What are the odds a major earthquake will damage your San Diego apartment building, other commercial structure or even your home?

The Federal Emergency Management Agency’s Hazus modeling shows 120,000 buildings could suffer moderate to complete damage – with 8,000 beyond repair – and another 36,000 households could be displaced.

How does that break down in terms of building type?

Here in San Diego, damage is projected to be severe and widespread, particularly in the heavily populated coastal and older urban areas, according to a report by the Earthquake Engineering Research Institute, San Diego Chapter.
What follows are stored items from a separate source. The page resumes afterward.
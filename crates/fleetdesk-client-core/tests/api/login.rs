use crate::helpers::{settings_for, TestClient};
use fleetdesk_auth_test_helper::MockBehaviour;
use fleetdesk_client_core::{HistoryNavigator, MemoryStore, SessionError, SessionManager};
use std::{sync::Arc, time::Duration};

#[tokio::test]
async fn login_round_trip_exposes_user_from_response() {
    // Arrange
    let client = TestClient::spawn().await;
    assert!(!client.session.is_authenticated());

    // Act
    let session = client.login().await;

    // Assert
    let user = client.session.current_user().expect("user should be set");
    assert_eq!(*user, client.app.test_user.info);
    assert_eq!(*session.user, client.app.test_user.info);
    assert!(client.session.is_authenticated());
    assert_eq!(
        client.stored_access_token().as_deref(),
        Some(session.access_token.expose_secret())
    );
    assert!(session.expires_at.is_some());
    assert!(!client.session.snapshot().is_loading());
}

#[tokio::test]
async fn role_and_permission_predicates_read_cached_user() {
    // Arrange
    let client = TestClient::spawn().await;
    assert!(!client.session.has_role("manager"));

    // Act
    client.login().await;

    // Assert
    assert!(client.session.has_role("manager"));
    assert!(client.session.has_role("MANAGER"));
    assert!(!client.session.has_role("admin"));
    assert!(client.session.has_any_role(&["admin", "manager"]));
    assert!(!client.session.has_any_role(&["admin", "staff"]));
    assert!(client.session.has_permission("vehicles.view"));
    assert!(!client.session.has_permission("admins.manage"));
}

#[tokio::test]
async fn wrong_password_is_invalid_credentials() {
    // Arrange
    let client = TestClient::spawn().await;

    // Act
    let outcome = client
        .session
        .login(client.app.test_user.wrong_password_args())
        .await;

    // Assert
    assert_eq!(
        outcome.unwrap_err(),
        SessionError::InvalidCredentials("Invalid email or password".to_string())
    );
    assert!(!client.session.is_authenticated());
    assert!(!client.session.snapshot().is_loading());
}

#[tokio::test]
async fn failed_login_leaves_existing_session_untouched() {
    // Arrange
    let client = TestClient::spawn().await;
    let first = client.login().await;

    // Act
    let outcome = client
        .session
        .login(client.app.test_user.wrong_password_args())
        .await;

    // Assert
    assert!(outcome.unwrap_err().is_invalid_credentials());
    assert!(client.session.is_authenticated());
    assert_eq!(
        client.stored_access_token().as_deref(),
        Some(first.access_token.expose_secret())
    );
}

#[tokio::test]
async fn unreachable_server_is_network_error() {
    // Arrange
    let session = SessionManager::new(
        settings_for("http://127.0.0.1:9"),
        Arc::new(MemoryStore::new()),
        Arc::new(HistoryNavigator::new()),
    )
    .unwrap();
    let args = fleetdesk_shared::req_args::LoginReqArgs::new(
        "ops@fleet.example",
        "pw".to_string().into(),
    );

    // Act
    let outcome = session.login(args).await;

    // Assert
    assert!(outcome.unwrap_err().is_network());
    assert!(!session.snapshot().is_loading());
}

#[tokio::test]
async fn login_stores_preferred_language_only_when_unset() {
    // Arrange
    let client = TestClient::spawn().await;
    assert_eq!(client.session.language(), "en");

    // Act
    client.login().await;

    // Assert
    assert_eq!(client.session.language(), "ar");

    // Arrange - explicit preference wins over the profile
    client.session.set_language("fr").unwrap();

    // Act
    client.login().await;

    // Assert
    assert_eq!(client.session.language(), "fr");
}

#[tokio::test]
async fn loading_flag_raised_while_login_in_flight() {
    // Arrange
    let client = TestClient::spawn_with(MockBehaviour {
        login_delay: Duration::from_millis(300),
        ..Default::default()
    })
    .await;
    let mut rx = client.session.subscribe();
    let session = client.session.clone();
    let args = client.app.test_user.login_args();

    // Act
    let handle = tokio::spawn(async move { session.login(args).await });
    rx.wait_for(|x| x.is_loading()).await.unwrap();
    let outcome = handle.await.unwrap();

    // Assert
    assert!(outcome.is_ok());
    let snapshot = client.session.snapshot();
    assert!(!snapshot.is_loading());
    assert!(snapshot.is_authenticated());
}

#[tokio::test]
async fn abandoned_login_lowers_loading_flag_and_keeps_issued_session() {
    // Arrange
    let client = TestClient::spawn_with(MockBehaviour {
        login_delay: Duration::from_millis(300),
        ..Default::default()
    })
    .await;

    // Act
    let outcome = tokio::time::timeout(
        Duration::from_millis(50),
        client.session.login(client.app.test_user.login_args()),
    )
    .await;
    let loading_after_abandon = client.session.snapshot().is_loading();
    tokio::time::sleep(Duration::from_millis(600)).await;

    // Assert
    assert!(outcome.is_err(), "login should not have finished yet");
    assert!(!loading_after_abandon);
    assert_eq!(client.app.api.login_calls(), 1);
    assert!(client.session.is_authenticated());
    assert!(client.stored_access_token().is_some());
}
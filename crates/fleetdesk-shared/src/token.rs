//! Bearer credentials issued by the Auth API
//!
//! Both tokens are opaque to the client with one exception: the access token
//! is a JWT and its `exp` claim is read (never verified) to decide locally if
//! a stored session is still worth restoring

use anyhow::{bail, Context as _};
use base64::{engine::general_purpose::URL_SAFE_NO_PAD, Engine as _};
use fleetdesk_time::Timestamp;
use secrecy::{ExposeSecret as _, SecretString};
use std::fmt::Debug;

#[derive(Clone, serde::Deserialize)]
pub struct AccessToken(SecretString);

#[derive(Clone, serde::Deserialize)]
pub struct RefreshToken(SecretString);

/// The subset of JWT claims the client cares about
#[derive(Debug, serde::Deserialize, PartialEq, Eq)]
pub struct TokenClaims {
    pub exp: Option<u64>,
    pub sub: Option<String>,
}

impl AccessToken {
    pub fn new<S: Into<String>>(value: S) -> Self {
        Self(SecretString::from(value.into()))
    }

    pub fn expose_secret(&self) -> &str {
        self.0.expose_secret()
    }

    /// Decodes the payload segment of the JWT without checking the signature
    pub fn claims(&self) -> anyhow::Result<TokenClaims> {
        let mut segments = self.expose_secret().split('.');
        let (Some(_header), Some(payload), Some(_signature)) =
            (segments.next(), segments.next(), segments.next())
        else {
            bail!("access token is not a JWT (expected three segments)");
        };
        let payload = URL_SAFE_NO_PAD
            .decode(payload.trim_end_matches('='))
            .context("failed to base64 decode token payload")?;
        serde_json::from_slice(&payload).context("failed to parse token payload as json")
    }

    /// The expiry embedded in the token, `None` if it cannot be read
    pub fn expires_at(&self) -> Option<Timestamp> {
        self.claims()
            .ok()?
            .exp
            .map(Timestamp::from_secs_since_unix_epoch)
    }

    /// Returns true unless the token carries an expiry that is still in the
    /// future by the local clock. Tokens without a readable expiry count as
    /// expired
    pub fn is_expired_locally(&self) -> bool {
        self.expires_at().map_or(true, |exp| exp.is_past())
    }
}

impl RefreshToken {
    pub fn new<S: Into<String>>(value: S) -> Self {
        Self(SecretString::from(value.into()))
    }

    pub fn expose_secret(&self) -> &str {
        self.0.expose_secret()
    }
}

impl PartialEq for AccessToken {
    fn eq(&self, other: &Self) -> bool {
        self.expose_secret() == other.expose_secret()
    }
}

impl Debug for AccessToken {
    fn fmt(&self, f: &mut std::fmt::Formatter<'_>) -> std::fmt::Result {
        f.debug_struct("AccessToken")
            .field("expires_at", &self.expires_at())
            .finish_non_exhaustive()
    }
}

impl Debug for RefreshToken {
    fn fmt(&self, f: &mut std::fmt::Formatter<'_>) -> std::fmt::Result {
        write!(f, "RefreshToken(..)")
    }
}
//! This module stores the expected format of the arguments for the requests
//! sent to the Auth API

use secrecy::{ExposeSecret, SecretString};
use std::fmt::Debug;

use crate::token::RefreshToken;

#[derive(serde::Deserialize, Clone)]
pub struct LoginReqArgs {
    pub email: String,
    pub password: SecretString,
}

impl LoginReqArgs {
    pub fn new<S: Into<String>>(email: S, password: SecretString) -> Self {
        Self {
            email: email.into(),
            password,
        }
    }

    pub fn email(mut self, email: String) -> Self {
        self.email = email;
        self
    }

    pub fn password(mut self, password: SecretString) -> Self {
        self.password = password;
        self
    }

    /// The body sent on the wire. Only call right before sending as the
    /// result contains the password in plain text
    pub fn to_wire_json(&self) -> serde_json::Value {
        serde_json::json!({
            "email": self.email,
            "password": self.password.expose_secret(),
        })
    }
}

impl Debug for LoginReqArgs {
    fn fmt(&self, f: &mut std::fmt::Formatter<'_>) -> std::fmt::Result {
        f.debug_struct("LoginReqArgs")
            .field("email", &self.email)
            .field("has_password", &!self.password.expose_secret().is_empty())
            .finish()
    }
}

/// Body of `POST /auth/refresh` and `POST /auth/logout`
#[derive(Debug, Clone)]
pub struct RefreshReqArgs {
    pub refresh_token: RefreshToken,
}

impl RefreshReqArgs {
    pub fn new(refresh_token: RefreshToken) -> Self {
        Self { refresh_token }
    }

    /// See [`LoginReqArgs::to_wire_json`], the result carries the token in
    /// plain text
    pub fn to_wire_json(&self) -> serde_json::Value {
        serde_json::json!({ "refreshToken": self.refresh_token.expose_secret() })
    }
}
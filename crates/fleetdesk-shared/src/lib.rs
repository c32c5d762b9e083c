//! Code shared between the dashboard clients and the Auth API wire format

#![warn(unused_crate_dependencies)]

pub mod api;
pub mod const_config;
pub mod errors;
pub mod req_args;
pub mod token;
pub mod uac;

#[cfg(not(target_arch = "wasm32"))]
pub mod telemetry;
//! Simple wrappers to make many errors hard to make

#![warn(unused_crate_dependencies)]

use std::{fmt::Display, time::Duration};

/// Intended to be similar to Duration but always clear that it is in Seconds
#[derive(
    Debug, Clone, Copy, PartialEq, Eq, serde::Serialize, serde::Deserialize, PartialOrd, Ord,
)]
pub struct Seconds(u64);

/// Seconds since the unix epoch. Keeps on ticking if the computer is sleeping
/// which is what we need when comparing against the `exp` claim of a token
#[derive(
    Debug, Clone, Copy, PartialEq, Eq, serde::Serialize, serde::Deserialize, PartialOrd, Ord,
)]
pub struct Timestamp(u64);

impl Timestamp {
    pub fn now() -> Self {
        Self(
            web_time::SystemTime::UNIX_EPOCH
                .elapsed()
                .map(|x| x.as_secs())
                .unwrap_or_default(),
        )
    }

    pub const fn from_secs_since_unix_epoch(secs: u64) -> Self {
        Self(secs)
    }

    pub fn as_secs_since_unix_epoch(&self) -> Seconds {
        self.0.into()
    }

    pub fn as_utc_datetime(&self) -> Option<chrono::DateTime<chrono::Utc>> {
        chrono::DateTime::from_timestamp(self.0.try_into().ok()?, 0)
    }

    /// Returns true if this timestamp is at or before the current time
    pub fn is_past(&self) -> bool {
        *self <= Self::now()
    }

    /// Returns the number of seconds since `past_time` or None if `past_time`
    /// is in the future
    pub fn seconds_since(self, past_time: Self) -> Option<Seconds> {
        if self.0 < past_time.0 {
            None
        } else {
            Some(Seconds(self.0 - past_time.0))
        }
    }

    /// Returns the number of seconds left until this timestamp or None if it
    /// has already passed
    pub fn remaining(self) -> Option<Seconds> {
        self.seconds_since(Self::now())
    }
}

impl std::ops::Add<Seconds> for Timestamp {
    type Output = Self;

    fn add(self, rhs: Seconds) -> Self::Output {
        Self(self.0.saturating_add(rhs.0))
    }
}

impl std::ops::Sub<Seconds> for Timestamp {
    type Output = Self;

    fn sub(self, rhs: Seconds) -> Self::Output {
        Self(self.0.saturating_sub(rhs.0))
    }
}

impl TryFrom<chrono::DateTime<chrono::Utc>> for Timestamp {
    type Error = anyhow::Error;

    fn try_from(value: chrono::DateTime<chrono::Utc>) -> Result<Self, Self::Error> {
        let secs = value.timestamp();
        if secs < 0 {
            anyhow::bail!("timestamps before the unix epoch are not supported. Value: {value}");
        }
        Ok(Self(secs as u64))
    }
}

impl Display for Timestamp {
    fn fmt(&self, f: &mut std::fmt::Formatter<'_>) -> std::fmt::Result {
        match self.as_utc_datetime() {
            Some(dt) => write!(f, "{}", dt.format("%Y-%m-%dT%H:%M:%SZ")),
            None => write!(f, "{}s since epoch", self.0),
        }
    }
}

impl Seconds {
    pub const fn new(value: u64) -> Self {
        Self(value)
    }
}

impl From<u64> for Seconds {
    fn from(value: u64) -> Self {
        Self(value)
    }
}

impl From<Seconds> for u64 {
    fn from(value: Seconds) -> Self {
        value.0
    }
}

impl From<Seconds> for Duration {
    fn from(value: Seconds) -> Self {
        Duration::from_secs(value.0)
    }
}

impl From<Duration> for Seconds {
    fn from(value: Duration) -> Self {
        value.as_secs().into()
    }
}

impl Display for Seconds {
    fn fmt(&self, f: &mut std::fmt::Formatter<'_>) -> std::fmt::Result {
        self.0.fmt(f)
    }
}
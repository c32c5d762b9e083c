#![warn(unused_crate_dependencies)]

// Only used in binary and triggers unused warning
use tokio as _;


pub mod cli;
pub mod commands;
pub mod tracing;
The “San Diego Earthquake Planning Scenario,” calculating the impact of a 6.9 magnitude earthquake along the Rose Canyon Fault, was developed by a multidisciplinary team of geoscience, structural engineering, and social science professionals and researchers with the goal of raising awareness of the region’s earthquake risks.

“A major earthquake on the Rose Canyon Fault Zone will impact every aspect of the San Diego region’s social, economic, and physical systems,” the report states. “Damages will cause business interruptions across most economic sectors, estimated at $5.2 billion dollars in lost income throughout San Diego County. Additionally, the earthquake will damage a large percentage of the housing stock in the San Diego region, further exacerbating housing affordability issues particularly for more vulnerable populations such as low-income residents.”

The 2020 Hazus study estimated total economic losses to the San Diego region to be $38 billion – about 10% of the total value of buildings and infrastructure. $24.3 billion of that total is based on building damage, including lost wages and business income, but not including indirect losses resulting from the incident itself.

Most newer buildings, particularly single-family residences, can be expected to survive that scenario 6.9 earthquake with repairable damage. But many larger and older buildings are at risk of severe damage that may render them unsalvageable.

Special studies conducted by local engineering groups estimate that there are between 2,850 and 8,100 total seismically vulnerable structures in San Diego County. These include unreinforced masonry, older nonductile concrete and infill frame, poorly anchored tilt-up concrete buildings, tuck-under parking (soft-story) residential structures, older steel frame buildings, and older cripple wall and hillside residential structures.

Among single-family homes, 0.3 percent of single-family homes would be irreparably damaged, (mostly homes on raised foundations), compared to 4% of multifamily housing, (with wood-framed, soft-story structures most at risk). About 7% of commercial structures would be unsalvagable, along with another 4% of industrial buildings.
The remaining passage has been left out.